EmperorArthur wrote:The most annoying thing is that every toolkit implements their own version of the STL containers. They all work the same way as pure C++, until they don't. Seriously, there's std::string, ogre::string, QString, and whatever boost adds to the mix.
Yep, that is one of the major problems I have with Qt. Irritating as hell. The Ogre string type is actually harmless and I don't see boost causing much problem in this area.
The other issue is MOC. Having an additional preprocessor stage complicates things somewhat and is also a bit limiting. More importantly that thing just doesn't work properly with some C++ features (namely namespaces and templates). Furthermore the signal system is a bit lackluster and the multithreading support is annoying. On top of that Qt encourages a bad C++ coding style (with all the new and such).
Don't get me wrong. I like Qt. It is currently my preferred GUI toolkit. But it has substantial issues.
Are profiling and performance improvements going to happen sometime in the next few versions? Performance on (low) settings is my biggest issue with OpenMW right now.
Greendogo wrote:Ogre 2.0 is going to get rid of DX9 support, is that going to be a problem later?

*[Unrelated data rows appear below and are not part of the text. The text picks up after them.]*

//! Outbound fire-and-forget notification events.
//!
//! The engine only emits; delivery, retry, and subscription management
//! belong to the dispatcher behind this trait. Dispatch failures are
//! logged and never propagate into the user-facing request.

use async_trait::async_trait;
use serde::{Deserialize, Serialize};
use tracing::info;
use uuid::Uuid;

/// Events emitted by the engine
#[derive(Debug, Clone, Serialize, Deserialize)]
#[serde(tag = "type", rename_all = "snake_case")]
pub enum NotificationEvent {
    NewReaction {
        recipient_id: Uuid,
        post_id: Uuid,
        summary: String,
    },
    NewComment {
        recipient_id: Uuid,
        post_id: Uuid,
        summary: String,
    },
    ChallengeCompleted {
        recipient_id: Uuid,
        post_id: Uuid,
        summary: String,
    },
}

#[async_trait]
pub trait NotificationDispatcher: Send + Sync {
    /// Fire-and-forget; implementations must not surface delivery errors
    async fn dispatch(&self, event: NotificationEvent);
}

/// Dispatcher that records events to the log stream only
#[derive(Default)]
pub struct LogDispatcher;

#[async_trait]
impl NotificationDispatcher for LogDispatcher {
    async fn dispatch(&self, event: NotificationEvent) {
        match serde_json::to_string(&event) {
            Ok(payload) => info!(event = %payload, "notification emitted"),
            Err(_) => info!(?event, "notification emitted"),
        }
    }
}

If their OpenGL support gets upgraded/maintained, then not necessarily (OpenGL is slower, at least right now, sure, but it's also universal). DX9 should be less of a universal requirement for things since XP is no longer supported. Computers still running XP will likely be largely business/non-gamer systems, and any relatively modern gaming system should be on Windows 7 or 8. Again, though, with OpenGL support it should be moot.
Even though 0.30 was released less than a month ago, with 128 closed issues 0.31 is already 50% larger than the currently largest releases, 0.28 and 0.30 (84 closed issues each). In addition, 0.31 marks a major milestone in that it's the first version of OpenMW with which Morrowind can actually be finished.
In light of this, might it not be time to start thinking about a release? At this rate, if the release were to wait until late July the changelog would be too long to fit on the front page and WeirdSexy's video would be long enough to qualify as a feature film.
Only if you go by number of closed issues, which is not a very good metric. If you go by number of commits or lines changed, we have already had bigger releases. I'm ok with releasing soon-ish, but I want to get AI spellcasting in first.
K0kt409P wrote:In light of this, might it not be time to start thinking about a release? At this rate, if the release were to wait until late July the changelog would be too long to fit on the front page and WeirdSexy's video would be long enough to qualify as a feature film.
I've been really impressed by this release so far too, I check to activity/roadmap every couple days, for some reason I really enjoy tracking this project as a huge Morrowind fan. Regardless of how many commits or actual changes were made it's nice to see a mountain of bugs squashed and a few new features to boot. Nice work guys.